Description
Poetry. "War, mental illness, narcotics, sickness, incest and a deep passion for poetry were all a part of the Austrian poet Georg Trakl's short and tragic life (1887-1914). Biographical accounts have been few, vague and speculative. So little is clearly known about the man that much in this regard has been supplanted by what can be only assumed from the poet's substantial volume of work. The great German poet, Else-Lasker Schüler, who was a friend of the poet, wrote in her two line elegy: 'Georg Trakl died by his own hand in the war. / That was how lonely he was in the world. I loved him.' In BLUE SWAN, BLACK SWAN: THE TRAKL DIARIES, Stephanie Dickinson opens a new door, but not one into Trakl's psyche, rather from out of his psyche as if it were him relaying the incidents as they occurred in each particular moment and which these poems more than aptly provide.

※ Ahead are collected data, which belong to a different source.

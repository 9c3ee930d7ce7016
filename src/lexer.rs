use std::{iter::Peekable, str::Chars};

use crate::token::{Literal, Located, Pos, Span, Token, TokenKind, KEYWORDS};

pub const SUGGESTED_TOKENS_CAPACITY: usize = 8_192;

#[derive(Clone, Debug, PartialEq, Eq)]
pub enum Error {
    InvalidCharacter(char),
    /// An integer literal immediately followed by an identifier character.
    InvalidDigit(char),
    IntegerTooLarge(Box<str>),
    Expected {
        expected: &'static [TokenKind],
        actual: TokenKind,
    },
}

/// Lexes the whole input, including the final end-of-file token.
///
/// Stops at the first lexical error.
pub fn lex(src: &str, tokens: &mut Vec<Token>) -> Result<(), Located<Error>> {
    for token in Lexer::new(src) {
        tokens.push(token?);
    }
    Ok(())
}

/// A convenience function that allocates a new buffer per lexed input and
/// returns it.
pub fn lex_in_new(src: &str) -> Result<Vec<Token>, Located<Error>> {
    let mut tokens = Vec::with_capacity(SUGGESTED_TOKENS_CAPACITY);
    lex(src, &mut tokens)?;
    Ok(tokens)
}

/// An on-demand lexer with a single token of lookahead.
pub struct Lexer<'src> {
    src: &'src str,
    iter: Peekable<Chars<'src>>,
    cursor: usize,
    row: u32,
    col: u32,
    current_lo: usize,
    current_pos: Pos,
    newline: bool,
    peeked: Option<Token>,
    finished: bool,
}

impl<'src> Lexer<'src> {
    pub fn new(src: &'src str) -> Lexer<'src> {
        Lexer {
            src,
            iter: src.chars().peekable(),
            cursor: 0,
            row: 0,
            col: 0,
            current_lo: 0,
            current_pos: Pos::default(),
            newline: false,
            peeked: None,
            finished: false,
        }
    }

    pub fn src(&self) -> &'src str {
        self.src
    }

    /// Consumes and returns the next token.
    pub fn next_token(&mut self) -> Result<Token, Located<Error>> {
        match self.peeked.take() {
            Some(token) => Ok(token),
            None => self.scan(),
        }
    }

    /// Returns the next token without consuming it.
    pub fn peek(&mut self) -> Result<Token, Located<Error>> {
        if let Some(token) = self.peeked {
            return Ok(token);
        }
        let token = self.scan()?;
        self.peeked = Some(token);
        Ok(token)
    }

    /// Consumes the next token only if it is of the provided kind.
    pub fn read(&mut self, kind: TokenKind) -> Result<Option<Token>, Located<Error>> {
        if self.peek()?.kind == kind {
            self.next_token().map(Some)
        } else {
            Ok(None)
        }
    }

    /// Consumes the next token, failing if it isn't one of the provided
    /// kinds.
    pub fn expect(&mut self, expected: &'static [TokenKind]) -> Result<Token, Located<Error>> {
        let token = self.next_token()?;
        if expected.contains(&token.kind) {
            Ok(token)
        } else {
            Err(token.pos.wrap(Error::Expected {
                expected,
                actual: token.kind,
            }))
        }
    }

    fn scan(&mut self) -> Result<Token, Located<Error>> {
        use TokenKind::*;

        self.newline = false;
        self.skip_trivia();

        let c = self.mark_advance();
        if self.cursor == self.current_lo {
            return Ok(self.produce(Eof));
        }
        let kind = match c {
            ';' => Semicolon,
            '(' => LParen,
            ')' => RParen,
            '{' => LBrace,
            '}' => RBrace,
            ',' => Comma,
            '+' => Plus,
            '-' => Minus,
            '*' => Star,
            '/' => Slash,
            '=' => Assign,
            c if c.is_ascii_digit() => return self.integer(),
            c if is_ident_start(c) => return Ok(self.identifier_or_keyword()),
            c => return Err(self.current_pos.wrap(Error::InvalidCharacter(c))),
        };
        Ok(self.produce(kind))
    }

    fn integer(&mut self) -> Result<Token, Located<Error>> {
        while self.peek_char().is_ascii_digit() {
            self.advance();
        }
        let suffix = self.peek_char();
        if is_ident_continue(suffix) {
            let pos = Pos::new(self.row, self.col);
            return Err(pos.wrap(Error::InvalidDigit(suffix)));
        }
        let text = self.substr();
        match text.parse::<i64>() {
            Ok(value) => Ok(self.produce(TokenKind::Int).with_value(Literal::Int(value))),
            Err(_) => Err(self.current_pos.wrap(Error::IntegerTooLarge(text.into()))),
        }
    }

    fn identifier_or_keyword(&mut self) -> Token {
        while is_ident_continue(self.peek_char()) {
            self.advance();
        }
        let text = self.substr();
        match KEYWORDS.get(text).copied() {
            Some(TokenKind::Bool) => {
                let value = Literal::Bool(text == "true");
                self.produce(TokenKind::Bool).with_value(value)
            }
            Some(keyword) => self.produce(keyword),
            None => self.produce(TokenKind::Ident),
        }
    }

    /// Skips whitespace and line comments, recording whether a line break
    /// was crossed.
    fn skip_trivia(&mut self) {
        loop {
            match self.peek_char() {
                c if c.is_ascii_whitespace() => {
                    if self.advance() == '\n' {
                        self.newline = true;
                    }
                }
                '/' if self.src[self.cursor..].starts_with("//") => {
                    while !matches!(self.peek_char(), '\n' | '\0') {
                        self.advance();
                    }
                }
                _ => break,
            }
        }
    }
}

impl Lexer<'_> {
    /// Starts a new token "mark" and advances the iterator.
    fn mark_advance(&mut self) -> char {
        self.current_lo = self.cursor;
        self.current_pos = Pos::new(self.row, self.col);
        self.advance()
    }

    /// Returns the next character and advances the iterator.
    fn advance(&mut self) -> char {
        let Some(c) = self.iter.next() else {
            return '\0';
        };
        self.cursor += c.len_utf8();
        if c == '\n' {
            self.row += 1;
            self.col = 0;
        } else {
            self.col += 1;
        }
        c
    }

    /// Returns the next character without advancing the iterator.
    fn peek_char(&mut self) -> char {
        self.iter.peek().copied().unwrap_or('\0')
    }

    /// Returns the current span.
    fn span(&self) -> Span {
        Span::new_of_bounds(self.current_lo..self.cursor)
    }

    /// Returns the substring of the current marked bounds.
    fn substr(&self) -> &str {
        self.span().substr(self.src)
    }

    /// Produces a token using the marked bounds.
    fn produce(&self, kind: TokenKind) -> Token {
        Token::new(kind, self.span(), self.current_pos, self.newline)
    }
}

impl Iterator for Lexer<'_> {
    type Item = Result<Token, Located<Error>>;

    /// Yields every token up to and including the end of file, or up to the
    /// first error.
    fn next(&mut self) -> Option<Self::Item> {
        if self.finished {
            return None;
        }
        let next = self.next_token();
        self.finished = next.as_ref().map_or(true, Token::is_eof);
        Some(next)
    }
}

fn is_ident_start(c: char) -> bool {
    c.is_ascii_alphabetic() || c == '_'
}

fn is_ident_continue(c: char) -> bool {
    c.is_ascii_alphanumeric() || c == '_'
}

#[cfg(test)]
mod tests {
    use super::*;
    use pretty_assertions::assert_eq;

    #[test]
    fn test_demos_no_errors() {
        for input in [
            include_str!("../demos/fib.glos"),
            include_str!("../demos/shadowing.glos"),
        ] {
            assert!(lex_in_new(input).is_ok());
        }
    }

    #[test]
    fn tests_with_span() {
        use TokenKind::*;
        let cases = cases!(match .. {
            "+-*/" => [
                (Plus, 0..1),
                (Minus, 1..2),
                (Star, 2..3),
                (Slash, 3..4),
                (Eof, 4..4),
            ],
            "(){},;=" => [
                (LParen, 0..1),
                (RParen, 1..2),
                (LBrace, 2..3),
                (RBrace, 3..4),
                (Comma, 4..5),
                (Semicolon, 5..6),
                (Assign, 6..7),
                (Eof, 7..7),
            ],
            "fn var if else return print" => [
                (Fn, 0..2),
                (Var, 3..6),
                (If, 7..9),
                (Else, 10..14),
                (Return, 15..21),
                (Print, 22..27),
                (Eof, 27..27),
            ],
            "f/fo/_foo/B/a123z/fnx" => [
                (Ident, 0..1),
                (Slash, 1..2),
                (Ident, 2..4),
                (Slash, 4..5),
                (Ident, 5..9),
                (Slash, 9..10),
                (Ident, 10..11),
                (Slash, 11..12),
                (Ident, 12..17),
                (Slash, 17..18),
                (Ident, 18..21),
                (Eof, 21..21),
            ],
            "1/11/0 // comment\n  true" => [
                (Int, 0..1),
                (Slash, 1..2),
                (Int, 2..4),
                (Slash, 4..5),
                (Int, 5..6),
                (Bool, 20..24),
                (Eof, 24..24),
            ],
        });
        for (src, expected) in cases {
            let actual: Vec<_> = lex_in_new(src)
                .unwrap()
                .into_iter()
                .map(|t| (t.kind, t.span))
                .collect();
            assert_eq!(&actual, expected, "input: {src:?}");
        }
    }

    #[test]
    fn test_literal_values() {
        let tokens = lex_in_new("42 true false 9223372036854775807").unwrap();
        let values: Vec<_> = tokens.iter().map(|t| t.value).collect();
        assert_eq!(
            values,
            [
                Some(Literal::Int(42)),
                Some(Literal::Bool(true)),
                Some(Literal::Bool(false)),
                Some(Literal::Int(i64::MAX)),
                None,
            ]
        );
    }

    #[test]
    fn test_positions_and_newlines() {
        let tokens = lex_in_new("a\n  b c\n\n// x\nd").unwrap();
        let actual: Vec<_> = tokens
            .iter()
            .map(|t| (t.pos.row, t.pos.col, t.newline))
            .collect();
        assert_eq!(
            actual,
            [(0, 0, false), (1, 2, true), (1, 4, false), (4, 0, true), (4, 1, false)]
        );
    }

    #[test]
    fn test_errors() {
        let cases = [
            ("  $", Pos::new(0, 2), Error::InvalidCharacter('$')),
            ("12ab", Pos::new(0, 2), Error::InvalidDigit('a')),
            ("\n 1_", Pos::new(1, 2), Error::InvalidDigit('_')),
            (
                "99999999999999999999",
                Pos::new(0, 0),
                Error::IntegerTooLarge("99999999999999999999".into()),
            ),
        ];
        for (src, pos, error) in cases {
            assert_eq!(lex_in_new(src), Err(pos.wrap(error)), "input: {src:?}");
        }
    }

    #[test]
    fn test_peek_read_expect() {
        let mut lexer = Lexer::new("var x = 1");
        assert_eq!(lexer.peek().unwrap().kind, TokenKind::Var);
        assert_eq!(lexer.peek().unwrap().kind, TokenKind::Var);
        assert!(lexer.read(TokenKind::Fn).unwrap().is_none());
        assert!(lexer.read(TokenKind::Var).unwrap().is_some());
        assert_eq!(lexer.expect(&[TokenKind::Ident]).unwrap().span, Span::new_of_length(4, 1));
        assert_eq!(
            lexer.expect(&[TokenKind::Semicolon, TokenKind::Comma]),
            Err(Pos::new(0, 6).wrap(Error::Expected {
                expected: &[TokenKind::Semicolon, TokenKind::Comma],
                actual: TokenKind::Assign,
            }))
        );
        assert_eq!(lexer.next_token().unwrap().kind, TokenKind::Int);
        assert!(lexer.next_token().unwrap().is_eof());
        assert!(lexer.next_token().unwrap().is_eof());
    }

    macro_rules! cases {
        (match .. {
            $($str:expr => [$(($kind:expr, $range:expr)),* $(,)?]),* $(,)?
        }) => {{
            &[$((
                $str,
                vec![
                    $(($kind, Span::new_of_bounds($range.start..$range.end))),*
                ],
            )),*]
        }};
    }
    use cases;
}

All is as if it originates from his mouth, from his dictation onto the pages of what is meant to be read as his unwritten diary. So powerful and precise is Dickinson's language that at times you cannot distinguish between what she says and what you imagine Trakl would have said. The intensity level is that analagous. Dickinson's intimacy with such a tragic poet's life acts to offer us Trakl himself speaking about something we never knew in such detail and which we the reader have only her to thank for sharing with us."—Paul B. Roth
Author Bio
Stephanie Dickinson raised on an Iowa farm now lives in New York City with the poet Rob Cook and their senior citizen feline, Vallejo. Her novels Half Girl and Lust Series are published by Spuyten Duyvil, as is her feminist noir Love Highway. Other books include PORT ATHORITY ORCHIDS (Rain Mountain Press, 2013), GIRL BEHIND THE DOOR (Rain Mountain Press, 2017), Heat: An Interview with Jean Seberg (New Michigan Press), Flashlight Girls Run (New Meridian Arts Press), THE EMILY FABLES (Rain Mountain Press, 2019), Big-Headed Anna Imagines Herself (Alien Buddha) and BLUE SWAN, BLACK SWAN: THE TRAKI DIARIES (The Bitter Oleander Press, 2021). She has published poetry and prose in literary journals including Cherry Tree, The Bitter Oleander, Mudfish, Another Chicago Magazine, Lit, The Chattahoochee Review, The Columbia Review, Orca, Gargoyle, among others. Her stories have been reprinted in New Stories from the South, New Stories from the Midwest, and Best American Nonrequired Reading. She received distinguished story citations in Best American Short Stories, Best American Essays and numerous Pushcart anthology citations. At present she's finishing a work of creative nonfiction entitled In the Razor Wire Wilderness based on her longtime correspondence with inmates at the Edna Mahan Correctional Facility for Women in Clinton, New Jersey. To support the holy flow, she has long labored as a word processor for a Fifth Avenue accounting firm. Since the outbreak of the coronavirus pandemic, she has worked remotely from the sanctity of her 5th floor walk-up red room. Along with Rob Cook, she edits Rain Mountain Press.